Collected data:
____________
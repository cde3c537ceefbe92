use crate::capability::World;
use crate::context::SkillRng;
use crate::entity::EntityId;
use crate::targeting::TargetingStrategy;

/// Targets the source itself. Used by self-buffs and as the default for
/// `ForEachTarget` sub-skills, where the source is the outer target.
#[derive(Debug, Clone, Copy, Default, PartialEq, Eq)]
pub struct CasterTarget;

impl TargetingStrategy for CasterTarget {
    fn resolve(&self, source: EntityId, world: &dyn World, _rng: &mut SkillRng) -> Vec<EntityId> {
        if world.is_alive(source) {
            vec![source]
        } else {
            Vec::new()
        }
    }

    fn name(&self) -> &'static str {
        "caster"
    }

    fn description(&self) -> &'static str {
        "The casting entity"
    }
}
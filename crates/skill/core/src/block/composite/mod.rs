//! Composite blocks.
//!
//! Composites wrap other blocks and decide *whether* or *when* they run. They
//! never mutate the wrapped block. Composites that span several ticks keep
//! their progress in the context's resume slot for the current entry and
//! composite depth, so one block instance can serve any number of concurrent
//! executions.

mod chain;
mod conditional;
mod delayed;
mod for_each;
mod predicate;
mod repeated;

pub use chain::ChainBlock;
pub use conditional::ConditionalBlock;
pub use delayed::DelayedBlock;
pub use for_each::{ForEachTargetBlock, SkillFactory};
pub use predicate::Predicate;
pub use repeated::RepeatedBlock;

pub(crate) use for_each::NestedRun;

/// Deferred progress of a composite, stored in the execution context.
#[derive(Debug)]
pub(crate) enum CompositeState {
    /// The gate was already passed; keep delegating without re-checking.
    Gate,
    /// Repetitions finished so far and time left before the next one.
    Repeat {
        completed: u32,
        wait: f32,
        inner_pending: bool,
    },
    /// Time waited so far.
    Delay { elapsed: f32 },
    /// Nested sub-skill runs, one per outer target.
    Nested(Vec<NestedRun>),
}
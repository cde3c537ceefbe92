//! End-to-end tests driving the executor against an in-memory arena.

use std::sync::{Arc, Mutex};

use skill_core::{
    ArenaWorld, Block, BlockCategory, BlockRegistry, BlockSpec, BlockStatus, CastRejection,
    CastState, EntityId, EntitySpec, ExecutionContext, Faction, ForEachTargetBlock, ResourceKind,
    ResourcePool, SideMask, Skill, SkillBuilder, SkillInstance, SkillKind, TargetResolver, Vec3,
    World,
};
use skill_runtime::{
    ExecutorConfig, FailureReason, InstanceId, InterruptCause, SkillEvent, SkillExecutor, Topic,
};

struct Arena {
    world: ArenaWorld,
    caster: EntityId,
    enemy: EntityId,
}

fn arena() -> Arena {
    let mut world = ArenaWorld::new();
    let caster = world.spawn(
        EntitySpec::new(Vec3::ZERO, Faction(1)).resource(ResourceKind::Mana, 50.0),
    );
    let enemy = world.spawn(EntitySpec::new(Vec3::new(3.0, 0.0, 0.0), Faction(2)));
    Arena {
        world,
        caster,
        enemy,
    }
}

fn build(builder: SkillBuilder) -> Arc<Skill> {
    Arc::new(
        builder
            .build(&BlockRegistry::with_builtins())
            .expect("valid skill"),
    )
}

fn damage(amount: f32) -> BlockSpec {
    BlockSpec::new("damage").with("amount", amount)
}

fn bolt() -> SkillBuilder {
    SkillBuilder::new("bolt").block(damage(10.0)).cooldown(2.0)
}

fn labels(executor: &SkillExecutor) -> Vec<&'static str> {
    executor.events().history().map(SkillEvent::label).collect()
}

fn mana(arena: &Arena) -> f32 {
    arena
        .world
        .entity(arena.caster)
        .expect("caster")
        .resources
        .available(ResourceKind::Mana)
}

fn add(executor: &mut SkillExecutor, arena: &Arena, skill: Arc<Skill>) -> InstanceId {
    executor.add_instance(SkillInstance::new(arena.caster, skill, 1))
}

#[test]
fn instant_skill_completes_within_the_call() {
    let mut arena = arena();
    let mut executor = SkillExecutor::new();
    let id = add(&mut executor, &arena, build(bolt()));

    assert!(executor.execute_skill(id, Some(arena.enemy), None, &mut arena.world));

    assert_eq!(labels(&executor), vec!["started", "completed"]);
    assert_eq!(arena.world.health(arena.enemy), Some(90.0));
    assert_eq!(executor.active_executions(), 0);
    let instance = executor.instance(id).expect("instance");
    assert!(instance.is_on_cooldown());
    assert!(!instance.can_cast());
}

#[test]
fn cooldown_finishes_once() {
    let mut arena = arena();
    let mut executor = SkillExecutor::new();
    let id = add(&mut executor, &arena, build(bolt()));
    let finished = Arc::new(Mutex::new(0));
    let counter = Arc::clone(&finished);
    executor
        .events_mut()
        .subscribe(Topic::Cooldown, move |_| *counter.lock().unwrap() += 1);

    executor.execute_skill(id, Some(arena.enemy), None, &mut arena.world);
    executor.update(1.0, &mut arena.world);
    assert!(executor.instance(id).unwrap().is_on_cooldown());
    executor.update(1.0, &mut arena.world);
    executor.update(1.0, &mut arena.world);

    assert!(!executor.instance(id).unwrap().is_on_cooldown());
    assert_eq!(*finished.lock().unwrap(), 1);
}

#[test]
fn rejection_on_cooldown_changes_nothing() {
    let mut arena = arena();
    let mut executor = SkillExecutor::new();
    let id = add(&mut executor, &arena, build(bolt()));
    executor.execute_skill(id, Some(arena.enemy), None, &mut arena.world);
    executor.events_mut().clear_history();

    let result = executor.try_execute(id, Some(arena.enemy), None, &mut arena.world);

    assert_eq!(result, Err(CastRejection::OnCooldown));
    assert_eq!(executor.events().history().count(), 0);
    assert_eq!(arena.world.health(arena.enemy), Some(90.0));
    assert_eq!(executor.instance(id).unwrap().cooldown_remaining(), 2.0);
}

#[test]
fn unknown_instance_is_rejected() {
    let mut arena = arena();
    let mut executor = SkillExecutor::new();
    assert_eq!(
        executor.try_execute(InstanceId(99), None, None, &mut arena.world),
        Err(CastRejection::UnknownInstance)
    );
}

#[test]
fn cast_time_defers_the_blocks() {
    let mut arena = arena();
    let mut executor = SkillExecutor::new();
    let id = add(&mut executor, &arena, build(bolt().cast_time(1.0)));

    assert!(executor.execute_skill(id, Some(arena.enemy), None, &mut arena.world));
    assert!(executor.instance(id).unwrap().is_casting());
    assert_eq!(arena.world.health(arena.enemy), Some(100.0));

    executor.update(0.5, &mut arena.world);
    assert_eq!(arena.world.health(arena.enemy), Some(100.0));
    assert_eq!(executor.instance(id).unwrap().cast_progress(), 0.5);

    executor.update(0.5, &mut arena.world);
    assert_eq!(arena.world.health(arena.enemy), Some(90.0));
    assert_eq!(labels(&executor), vec!["started", "completed"]);
    assert!(executor.instance(id).unwrap().is_on_cooldown());
}

#[test]
fn interrupt_during_cast_refunds_cost() {
    let mut arena = arena();
    let mut executor = SkillExecutor::new();
    let skill = build(bolt().cast_time(2.0).cost(ResourceKind::Mana, 20.0));
    let id = add(&mut executor, &arena, skill);

    executor.execute_skill(id, Some(arena.enemy), None, &mut arena.world);
    assert_eq!(mana(&arena), 30.0);

    assert!(executor.interrupt_skill(id, &mut arena.world));
    assert!(!executor.interrupt_skill(id, &mut arena.world));

    assert_eq!(mana(&arena), 50.0);
    let instance = executor.instance(id).unwrap();
    assert!(!instance.is_casting());
    assert!(!instance.is_on_cooldown());
    let last = executor.events().history().last().cloned();
    assert!(matches!(
        last,
        Some(SkillEvent::Interrupted {
            cause: InterruptCause::Requested,
            refunded: true,
            ..
        })
    ));
}
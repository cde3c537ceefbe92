//! Block-sequence grammar.
//!
//! The rules form a static table over the closed [`BlockCategory`] enum:
//!
//! | Category | May start | Allowed predecessors       |
//! |----------|-----------|----------------------------|
//! | Effect   | yes       | Effect, Target, Modifier   |
//! | Target   | no        | Effect                     |
//! | Modifier | no        | Effect, Target, Modifier   |

use crate::block::BlockCategory;
use crate::error::{ConfigError, GrammarViolation, ValidationResult};
use crate::skill::Skill;

/// Adjacency rule for one category.
#[derive(Clone, Copy, Debug, PartialEq, Eq)]
pub struct GrammarRule {
    pub category: BlockCategory,
    pub can_start: bool,
    pub predecessors: &'static [BlockCategory],
}

impl GrammarRule {
    pub fn allows_after(&self, previous: BlockCategory) -> bool {
        self.predecessors.contains(&previous)
    }
}

const RULES: [GrammarRule; 3] = [
    GrammarRule {
        category: BlockCategory::Effect,
        can_start: true,
        predecessors: &[
            BlockCategory::Effect,
            BlockCategory::Target,
            BlockCategory::Modifier,
        ],
    },
    GrammarRule {
        category: BlockCategory::Target,
        can_start: false,
        predecessors: &[BlockCategory::Effect],
    },
    GrammarRule {
        category: BlockCategory::Modifier,
        can_start: false,
        predecessors: &[
            BlockCategory::Effect,
            BlockCategory::Target,
            BlockCategory::Modifier,
        ],
    },
];

/// Stateless validator over [`RULES`].
#[derive(Clone, Copy, Debug, Default)]
pub struct GrammarValidator;

impl GrammarValidator {
    /// The rule governing `category`.
    pub fn rule(category: BlockCategory) -> &'static GrammarRule {
        match category {
            BlockCategory::Effect => &RULES[0],
            BlockCategory::Target => &RULES[1],
            BlockCategory::Modifier => &RULES[2],
        }
    }

    /// Finds the first illegal adjacency. An empty slice has none.
    pub fn check(categories: &[BlockCategory]) -> Result<(), GrammarViolation> {
        let mut previous: Option<BlockCategory> = None;
        for (index, &current) in categories.iter().enumerate() {
            let rule = Self::rule(current);
            let legal = match previous {
                None => rule.can_start,
                Some(previous) => rule.allows_after(previous),
            };
            if !legal {
                return Err(GrammarViolation {
                    index,
                    previous,
                    current,
                });
            }
            previous = Some(current);
        }
        Ok(())
    }

    /// Validates a category sequence on behalf of `skill_id`. Empty is an error.
    pub fn validate_categories(skill_id: &str, categories: &[BlockCategory]) -> ValidationResult {
        if categories.is_empty() {
            return Err(ConfigError::EmptySequence {
                skill: skill_id.to_owned(),
            });
        }
        Self::check(categories).map_err(|violation| ConfigError::Grammar {
            skill: skill_id.to_owned(),
            violation,
        })
    }

    pub fn validate(skill: &Skill) -> ValidationResult {
        Self::validate_categories(skill.id(), &skill.categories())
    }
}
//! Blocks: the reusable units a skill is assembled from.
//!
//! - [`Block`]: core trait for all blocks
//! - [`BlockStatus`]: outcome of one `execute` call
//! - [`BlockCategory`]: grammar class used by the sequence validator
//! - [`leaf`]: blocks that touch the world (damage, heal, status, teleport)
//! - [`composite`]: wrappers that change *when* or *whether* another block runs
//! - [`BlockRegistry`]: id to factory table used to build blocks from data
//!
//! Blocks hold only authoring-time parameters and are shared by `Arc` between
//! every skill and execution that uses them. All per-cast state lives in the
//! [`ExecutionContext`].

pub mod category;
pub mod composite;
pub mod leaf;
pub mod params;
pub mod registry;
pub mod status;

#[cfg(test)]
pub(crate) mod testing;

use core::fmt;
use std::sync::Arc;

use crate::capability::World;
use crate::context::ExecutionContext;
use crate::error::ValidationResult;

pub use category::BlockCategory;
pub use composite::{
    ChainBlock, ConditionalBlock, DelayedBlock, ForEachTargetBlock, Predicate, RepeatedBlock,
    SkillFactory,
};
pub use leaf::{
    CritRoll, DamageBlock, HealBlock, SetVariableBlock, StatusBlock, TeleportBlock, TeleportMode,
};
pub use params::{BlockParams, BlockSpec, ParamValue};
pub use registry::{BlockFactory, BlockRegistry};
pub use status::BlockStatus;

/// Shared handle to an immutable block.
pub type BlockRef = Arc<dyn Block>;

/// A unit of skill behavior.
///
/// Implementations must be pure functions of their parameters, the context and
/// the world: two executions sharing a block never observe each other.
pub trait Block: Send + Sync + fmt::Debug {
    /// Registry id of this block kind (`"damage"`, `"conditional"`, ...).
    fn id(&self) -> &str;

    fn category(&self) -> BlockCategory;

    /// Side-effect-free precondition, checked immediately before `execute`.
    ///
    /// Not consulted again while the block is resuming deferred work.
    fn can_execute(&self, _ctx: &ExecutionContext, _world: &dyn World) -> bool {
        true
    }

    /// Performs the block against the context's targets.
    fn execute(&self, ctx: &mut ExecutionContext, world: &mut dyn World) -> BlockStatus;

    /// Context-free configuration check run once when a skill is built.
    fn validate(&self) -> ValidationResult {
        Ok(())
    }
}
//! Topic-based lifecycle notifications.
//!
//! The executor publishes every outcome here; nothing else reports what a
//! cast did. Consumers subscribe only to the topics they need.

mod bus;
mod types;

pub use bus::{EventBus, Subscription, Topic};
pub use types::{CastInfo, FailureReason, InterruptCause, SkillEvent};
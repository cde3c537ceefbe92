use crate::block::{Block, BlockCategory, BlockStatus};
use crate::capability::World;
use crate::config::SkillConfig;
use crate::context::{ExecutionContext, keys};
use crate::error::{ConfigError, ValidationResult};
use crate::skill::LevelScaled;

use super::{CritRoll, roll_output};

/// Restores health on every target with a health pool.
///
/// Never raises health above the cap: 100% of max by default, or
/// `overheal_cap_percent` of max when overhealing is allowed. A target already
/// at the cap still counts as reached; the block only fails when no target has
/// a health pool at all.
#[derive(Clone, Debug, PartialEq)]
pub struct HealBlock {
    amount: LevelScaled,
    crit: Option<CritRoll>,
    jitter: bool,
    can_overheal: bool,
    overheal_cap_percent: f32,
}

impl HealBlock {
    pub const ID: &'static str = "heal";

    pub fn new(base: f32) -> Self {
        Self {
            amount: LevelScaled::fixed(base),
            crit: None,
            jitter: false,
            can_overheal: false,
            overheal_cap_percent: SkillConfig::BASE_HEAL_CAP_PERCENT,
        }
    }

    pub fn scaling(mut self, per_level: f32) -> Self {
        self.amount.per_level = per_level;
        self
    }

    pub fn crit(mut self, crit: CritRoll) -> Self {
        self.crit = Some(crit);
        self
    }

    pub fn jitter(mut self, enabled: bool) -> Self {
        self.jitter = enabled;
        self
    }

    /// Allows health up to `cap_percent` of max.
    pub fn overheal(mut self, cap_percent: f32) -> Self {
        self.can_overheal = true;
        self.overheal_cap_percent = cap_percent;
        self
    }

    fn cap_percent(&self) -> f32 {
        if self.can_overheal {
            self.overheal_cap_percent
        } else {
            SkillConfig::BASE_HEAL_CAP_PERCENT
        }
    }
}

impl Block for HealBlock {
    fn id(&self) -> &str {
        Self::ID
    }

    fn category(&self) -> BlockCategory {
        BlockCategory::Effect
    }

    fn execute(&self, ctx: &mut ExecutionContext, world: &mut dyn World) -> BlockStatus {
        let magnitude = self.amount.at(ctx.level());
        let (output, critical) =
            roll_output(ctx, magnitude, self.crit, self.jitter, keys::HEAL_MULTIPLIER);

        let cap_percent = self.cap_percent();
        let mut total = 0.0f32;
        let mut reached = false;
        for &target in ctx.targets() {
            let Some(health) = world.damageable_mut(target) else {
                continue;
            };
            reached = true;
            let allowance = (health.max() * cap_percent / 100.0 - health.current()).max(0.0);
            let amount = output.min(allowance);
            if amount > 0.0 {
                total += health.heal(amount);
            }
        }

        if !reached {
            return BlockStatus::Failure;
        }
        ctx.set(keys::HEAL_TOTAL, total);
        ctx.set(keys::HEAL_CRITICAL, critical);
        BlockStatus::Success
    }

    fn validate(&self) -> ValidationResult {
        if self.amount.base < 0.0 {
            return Err(ConfigError::negative(Self::ID, "amount", self.amount.base));
        }
        if self.amount.per_level < 0.0 {
            return Err(ConfigError::negative(Self::ID, "scaling", self.amount.per_level));
        }
        if self.can_overheal && self.overheal_cap_percent < SkillConfig::BASE_HEAL_CAP_PERCENT {
            return Err(ConfigError::invalid(
                Self::ID,
                "overheal_cap_percent",
                format!("{} is below the base cap", self.overheal_cap_percent),
            ));
        }
        match &self.crit {
            Some(crit) => crit.validate(Self::ID),
            None => Ok(()),
        }
    }
}

#[cfg(test)]
mod tests {
    use glam::Vec3;

    use super::*;
    use crate::arena::{ArenaWorld, EntitySpec};
    use crate::context::{ExecutionId, SkillRng};
    use crate::entity::{EntityId, Faction};

    fn wounded(current: f32) -> (ArenaWorld, EntityId) {
        let mut world = ArenaWorld::new();
        let id = world.spawn(
            EntitySpec::new(Vec3::ZERO, Faction(1))
                .health(100.0)
                .current_health(current),
        );
        (world, id)
    }

    fn ctx(target: EntityId) -> ExecutionContext {
        ExecutionContext::new(ExecutionId(0), target, 1, SkillRng::with_seed(1))
            .with_targets([target])
    }

    #[test]
    fn caps_at_max_health() {
        let (mut world, id) = wounded(90.0);
        let mut ctx = ctx(id);

        assert_eq!(HealBlock::new(50.0).execute(&mut ctx, &mut world), BlockStatus::Success);
        assert_eq!(world.health(id), Some(100.0));
        assert_eq!(ctx.get(keys::HEAL_TOTAL, 0.0f32), 10.0);
    }

    #[test]
    fn overheal_respects_its_own_cap() {
        let (mut world, id) = wounded(90.0);
        let mut ctx = ctx(id);

        HealBlock::new(50.0).overheal(120.0).execute(&mut ctx, &mut world);

        assert_eq!(world.health(id), Some(120.0));
    }

    #[test]
    fn full_health_target_still_succeeds() {
        let (mut world, id) = wounded(100.0);
        let mut ctx = ctx(id);

        assert_eq!(HealBlock::new(5.0).execute(&mut ctx, &mut world), BlockStatus::Success);
        assert_eq!(ctx.get(keys::HEAL_TOTAL, -1.0f32), 0.0);
    }

    #[test]
    fn overheal_cap_below_base_is_invalid() {
        assert!(HealBlock::new(5.0).overheal(80.0).validate().is_err());
    }
}
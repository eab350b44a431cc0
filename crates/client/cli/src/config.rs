//! Harness configuration loaded from the environment.

use std::env;
use std::path::PathBuf;

use banqi_core::GameConfig;

/// Settings shared by every subcommand.
#[derive(Clone, Debug, PartialEq, Eq)]
pub struct HarnessConfig {
    /// Rule switches for dealt games.
    pub rules: GameConfig,
    /// Self-play games still running after this many turns are abandoned.
    pub max_turns: u32,
    /// Overrides the platform log directory.
    pub log_dir: Option<PathBuf>,
    /// Mirror logs to stderr as well as the log file.
    pub log_stderr: bool,
}

impl Default for HarnessConfig {
    fn default() -> Self {
        Self {
            rules: GameConfig::default(),
            max_turns: Self::DEFAULT_MAX_TURNS,
            log_dir: None,
            log_stderr: false,
        }
    }
}

impl HarnessConfig {
    pub const DEFAULT_MAX_TURNS: u32 = 500;

    /// Construct configuration from process environment variables.
    ///
    /// Environment variables:
    /// - `BANQI_MAX_TURNS` - Turn cap for self-play games (default: 500)
    /// - `BANQI_LOG_DIR` - Log directory (default: platform cache dir)
    /// - `BANQI_LOG_STDERR` - Also log to stderr (default: false)
    /// - `BANQI_POINT_BLANK_CANNON` - Cannon captures at zero screens (default: true)
    /// - `BANQI_FRIENDLY_CHAIN` - Friendly stacks keep chains alive (default: true)
    pub fn from_env() -> Self {
        let mut config = Self::default();

        if let Some(max_turns) = read_env::<u32>("BANQI_MAX_TURNS") {
            config.max_turns = max_turns.max(1);
        }
        if let Some(dir) = read_env::<PathBuf>("BANQI_LOG_DIR") {
            config.log_dir = Some(dir);
        }
        if let Some(enabled) = read_env_bool("BANQI_LOG_STDERR") {
            config.log_stderr = enabled;
        }

        if let Some(enabled) = read_env_bool("BANQI_POINT_BLANK_CANNON") {
            config.rules = config.rules.with_point_blank_cannon(enabled);
        }
        if let Some(enabled) = read_env_bool("BANQI_FRIENDLY_CHAIN") {
            config.rules = config.rules.with_friendly_chain(enabled);
        }

        config
    }
}

fn read_env<T>(key: &str) -> Option<T>
where
    T: std::str::FromStr,
{
    env::var(key).ok()?.parse().ok()
}

fn read_env_bool(key: &str) -> Option<bool> {
    parse_bool(&env::var(key).ok()?)
}

fn parse_bool(value: &str) -> Option<bool> {
    match value.to_lowercase().as_str() {
        "true" | "1" | "yes" | "on" => Some(true),
        "false" | "0" | "no" | "off" => Some(false),
        _ => None,
    }
}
____________
Work instructions: Tally every line of the data that holds the word "ForEachTargetBlock" and write the count alone.

Answer: 3